Já me faltam as palavras…
Há aquelas que parecem ter dado à costa ou foram resgatadas
entre os escombros de um naufrágio, palavras-búzio, seixos redondos e ninhos de
pássaro, na rocha escarpada, a salvo dos predadores.
Algumas, mastigo-as em seco, agridoces, não me saem, não as
consigo acompanhar ou escrevê-las inteiras, outras, ausentam-se para longe e
quando as procuro constato que as perdi, mesmo, nos cada vez mais raros acessos
de clarividência ou quando não estou submerso no nevoeiro.
No entanto, existem umas tantas que são tão fiéis como
rebanhos, tenho muitas vezes das enxotar de perto de mim, parecem não sobreviver
sem mim. Confesso nunca ter experimentado viver sem elas.
Outras, não me deixam respirar, enchem-nos a boca, entram-nos
pelos olhos adentro, entopem-nos o pensamento, ficamos ali especados,
desamparados, de costas voltadas para o ocaso, quando muito solta-se um
murmúrio, uma interjeição.
Depois, há aquelas palavras que ultrapassam a altura da nossa
vida e que temos dificuldade em nomear e as que podem já ser encaradas, como se
fossem o princípio da decadência, primeiras sementes da nossa morte.

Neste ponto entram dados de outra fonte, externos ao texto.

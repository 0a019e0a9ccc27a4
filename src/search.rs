use std::sync::{Mutex, PoisonError};
use std::time::{Duration, Instant};

use rand::SeedableRng;
use rand::rngs::StdRng;
use rayon::ThreadPoolBuilder;
use rayon::prelude::*;
use serde::Serialize;
use tracing::{debug, info, warn};

use crate::asset::Asset;
use crate::combination::{CombinationIter, planned_combinations, resolve, tickers};
use crate::error::OptimizerError;
use crate::metrics::{PortfolioMetrics, ReturnMatrix, score_batch};
use crate::progress::{ProgressSnapshot, ProgressTracker};
use crate::weights::WeightSampler;

pub const DEFAULT_COMBINATION_BATCH: usize = 10;
pub const DEFAULT_PROGRESS_EVERY: usize = 1_000;
pub const PROGRESS_QUIET_PERIOD: Duration = Duration::from_secs(5 * 60);

#[derive(Clone, Copy, Debug, PartialEq, Eq)]
pub enum ExecutionMode {
    /// Members of each combination group run on a pool of `workers` threads.
    Parallel { workers: usize },
    /// One combination at a time; tie-breaks are fully deterministic.
    Sequential,
}

impl ExecutionMode {
    pub fn label(&self) -> &'static str {
        match self {
            ExecutionMode::Parallel { .. } => "parallel",
            ExecutionMode::Sequential => "sequential",
        }
    }

    pub fn workers(&self) -> usize {
        match self {
            ExecutionMode::Parallel { workers } => *workers,
            ExecutionMode::Sequential => 1,
        }
    }
}

/// Half the hardware threads, at least one.
pub fn default_workers() -> usize {
    std::thread::available_parallelism()
        .map(|n| n.get() / 2)
        .unwrap_or(1)
        .max(1)
}

#[derive(Clone, Debug)]
pub struct SearchConfig {
    pub selection_size: usize,
    pub samples_per_combination: usize,
    /// Weight vectors scored per vectorized call.
    pub batch_size: usize,
    /// Combinations held in memory at once.
    pub combination_batch_size: usize,
    pub max_combinations: Option<usize>,
    pub progress_interval: usize,
    pub progress_time_interval: Duration,
    pub execution: ExecutionMode,
    pub seed: Option<u64>,
}

impl Default for SearchConfig {
    fn default() -> Self {
        Self {
            selection_size: 20,
            samples_per_combination: 10_000,
            batch_size: 1_000,
            combination_batch_size: DEFAULT_COMBINATION_BATCH,
            max_combinations: None,
            progress_interval: DEFAULT_PROGRESS_EVERY,
            progress_time_interval: PROGRESS_QUIET_PERIOD,
            execution: ExecutionMode::Parallel {
                workers: default_workers(),
            },
            seed: None,
        }
    }
}

impl SearchConfig {
    /// The combination cap, with `Some(0)` read as unlimited.
    pub fn combination_limit(&self) -> Option<usize> {
        self.max_combinations.filter(|&m| m > 0)
    }

    pub fn validate(&self) -> Result<(), OptimizerError> {
        if self.samples_per_combination == 0 {
            return Err(OptimizerError::input("samples per combination must be >= 1"));
        }
        if self.batch_size == 0 {
            return Err(OptimizerError::input("batch size must be >= 1"));
        }
        if self.combination_batch_size == 0 {
            return Err(OptimizerError::input("combination batch size must be >= 1"));
        }
        if self.execution.workers() == 0 {
            return Err(OptimizerError::input("worker count must be >= 1"));
        }
        Ok(())
    }
}

#[derive(Clone, Debug, PartialEq, Serialize)]
pub struct PortfolioCandidate {
    pub tickers: Vec<String>,
    pub weights: Vec<f64>,
    pub metrics: PortfolioMetrics,
}

impl PortfolioCandidate {
    pub fn holdings(&self) -> impl Iterator<Item = (&str, f64)> {
        self.tickers
            .iter()
            .map(String::as_str)
            .zip(self.weights.iter().copied())
    }

    fn beats(&self, other: &PortfolioCandidate) -> bool {
        self.metrics.sharpe_ratio > other.metrics.sharpe_ratio
    }
}

#[derive(Clone, Debug)]
pub struct SearchSummary {
    pub best: Option<PortfolioCandidate>,
    pub processed: usize,
    /// Combinations that produced no candidate.
    pub failed: usize,
    pub total: usize,
    pub elapsed: Duration,
    pub seed: u64,
}

struct SharedState {
    best: Option<PortfolioCandidate>,
    tracker: ProgressTracker,
    failed: usize,
}

/// Independent RNG stream per combination, so parallel and sequential runs
/// with the same seed draw the same weights.
fn combination_seed(base: u64, index: usize) -> u64 {
    let mut z = base.wrapping_add((index as u64).wrapping_mul(0x9E37_79B9_7F4A_7C15));
    z = (z ^ (z >> 30)).wrapping_mul(0xBF58_476D_1CE4_E5B9);
    z = (z ^ (z >> 27)).wrapping_mul(0x94D0_49BB_1331_11EB);
    z ^ (z >> 31)
}

/// Sample and score one combination, keeping its best vector by Sharpe ratio.
pub fn evaluate_combination(
    universe: &[Asset],
    combo: &[usize],
    config: &SearchConfig,
    rng: &mut StdRng,
) -> Result<PortfolioCandidate, OptimizerError> {
    let computation_error = |reason: &str| OptimizerError::Computation {
        combination: tickers(universe, combo),
        reason: reason.to_string(),
    };

    let matrix = ReturnMatrix::from_assets(&resolve(universe, combo));
    if matrix.periods() == 0 {
        return Err(computation_error("no common return periods"));
    }

    let sampler = WeightSampler::new(combo.len());
    let mut local_best: Option<(PortfolioMetrics, Vec<f64>)> = None;
    let mut fallbacks = 0usize;
    let mut remaining = config.samples_per_combination;

    while remaining > 0 {
        let count = remaining.min(config.batch_size);
        let batch = sampler.sample_batch(count, rng);
        fallbacks += batch.fallbacks();
        for (i, m) in score_batch(&matrix, &batch).into_iter().enumerate() {
            if !m.is_finite() {
                continue;
            }
            if local_best
                .as_ref()
                .is_none_or(|(best, _)| m.sharpe_ratio > best.sharpe_ratio)
            {
                local_best = Some((m, batch.row(i).to_vec()));
            }
        }
        remaining -= count;
    }

    if fallbacks > 0 {
        debug!(
            combination = ?tickers(universe, combo),
            fallbacks, "equal-weight fallback used"
        );
    }

    let (metrics, weights) = local_best.ok_or_else(|| computation_error("no finite score"))?;
    Ok(PortfolioCandidate {
        tickers: tickers(universe, combo),
        weights,
        metrics,
    })
}

/// Advance the counter, keep the better candidate, and emit a snapshot when
/// one is due, all under the same lock.
fn publish<F>(state: &Mutex<SharedState>, local: Option<PortfolioCandidate>, on_progress: &F)
where
    F: Fn(&ProgressSnapshot) + Sync,
{
    let mut guard = state.lock().unwrap_or_else(PoisonError::into_inner);
    match local {
        Some(candidate) => {
            if guard.best.as_ref().is_none_or(|best| candidate.beats(best)) {
                guard.best = Some(candidate);
            }
        }
        None => guard.failed += 1,
    }
    let now = Instant::now();
    if guard.tracker.record_at(now) {
        let snapshot = guard.tracker.snapshot_at(now, guard.best.clone());
        on_progress(&snapshot);
    }
}

/// Exhaustive search over every `selection_size` subset of `universe`.
///
/// A combination that fails to score is logged and skipped. `best` is `None`
/// only when there were no combinations or every one of them failed.
pub fn run_search<F>(
    universe: &[Asset],
    config: &SearchConfig,
    on_progress: F,
) -> Result<SearchSummary, OptimizerError>
where
    F: Fn(&ProgressSnapshot) + Sync,
{
    config.validate()?;

    let started = Instant::now();
    let k = config.selection_size;
    let limit = config.combination_limit();
    let total = planned_combinations(universe.len(), k, limit);
    let seed = config.seed.unwrap_or_else(rand::random);

    if total == 0 {
        info!(assets = universe.len(), k, "no combinations to evaluate");
        return Ok(SearchSummary {
            best: None,
            processed: 0,
            failed: 0,
            total: 0,
            elapsed: started.elapsed(),
            seed,
        });
    }

    info!(
        assets = universe.len(),
        k,
        total,
        samples = config.samples_per_combination,
        mode = config.execution.label(),
        workers = config.execution.workers(),
        seed,
        "starting search"
    );

    let pool = match config.execution {
        ExecutionMode::Parallel { workers } => {
            Some(ThreadPoolBuilder::new().num_threads(workers).build()?)
        }
        ExecutionMode::Sequential => None,
    };

    let state = Mutex::new(SharedState {
        best: None,
        tracker: ProgressTracker::starting_at(
            started,
            total,
            config.progress_interval,
            config.progress_time_interval,
        ),
        failed: 0,
    });

    let process = |index: usize, combo: &[usize]| {
        let mut rng = StdRng::seed_from_u64(combination_seed(seed, index));
        let local = match evaluate_combination(universe, combo, config, &mut rng) {
            Ok(candidate) => Some(candidate),
            Err(err) => {
                warn!(%err, "combination skipped");
                None
            }
        };
        publish(&state, local, &on_progress);
    };

    let mut combos =
        CombinationIter::new(universe.len(), k).with_limit(limit.unwrap_or(0));
    let mut offset = 0usize;

    while let Some(group) = combos.next_batch(config.combination_batch_size) {
        match &pool {
            Some(pool) => pool.install(|| {
                group
                    .par_iter()
                    .enumerate()
                    .for_each(|(i, combo)| process(offset + i, combo.as_slice()))
            }),
            None => {
                for (i, combo) in group.iter().enumerate() {
                    process(offset + i, combo.as_slice());
                }
            }
        }
        offset += group.len();
        debug!(processed = offset, total, "combination group finished");
        drop(group);
    }

    let state = state.into_inner().unwrap_or_else(PoisonError::into_inner);
    let summary = SearchSummary {
        best: state.best,
        processed: state.tracker.processed(),
        failed: state.failed,
        total,
        elapsed: started.elapsed(),
        seed,
    };

    match &summary.best {
        Some(best) => info!(
            processed = summary.processed,
            failed = summary.failed,
            sharpe = best.metrics.sharpe_ratio,
            elapsed_ms = summary.elapsed.as_millis() as u64,
            "search complete"
        ),
        None => warn!(
            processed = summary.processed,
            failed = summary.failed,
            "search complete without a valid portfolio"
        ),
    }

    Ok(summary)
}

Deitam-se connosco e revelam-nos seus corpos desnudos, sem
nenhuma afeição e pudor, em decúbito dorsal, calam-nos e revolvem-nos as entranhas,
despertam-nos as memórias, os últimos ecos das ondas a perseguirem as gaivotas.
Chamo por elas perdidas nos campos, às voltas com os
pássaros, brilham cor de azeviche como azeitonas depois da chuva, no entanto,
já não me obedecem como quando era criança, em que as inquietava de bichos e
armadilhas.
Agora soletro-as, decomponho-as, ausculto-lhe o rumor que se
desprende débil, como se fosse uma fonte surpreendente, no mármore da parede
deste tempo, mas este meu desvelo parece ter apenas como penhor o seu desprezo e parece-me ouvi-las segredar com desdém “desiste, deixa-nos respirar!”.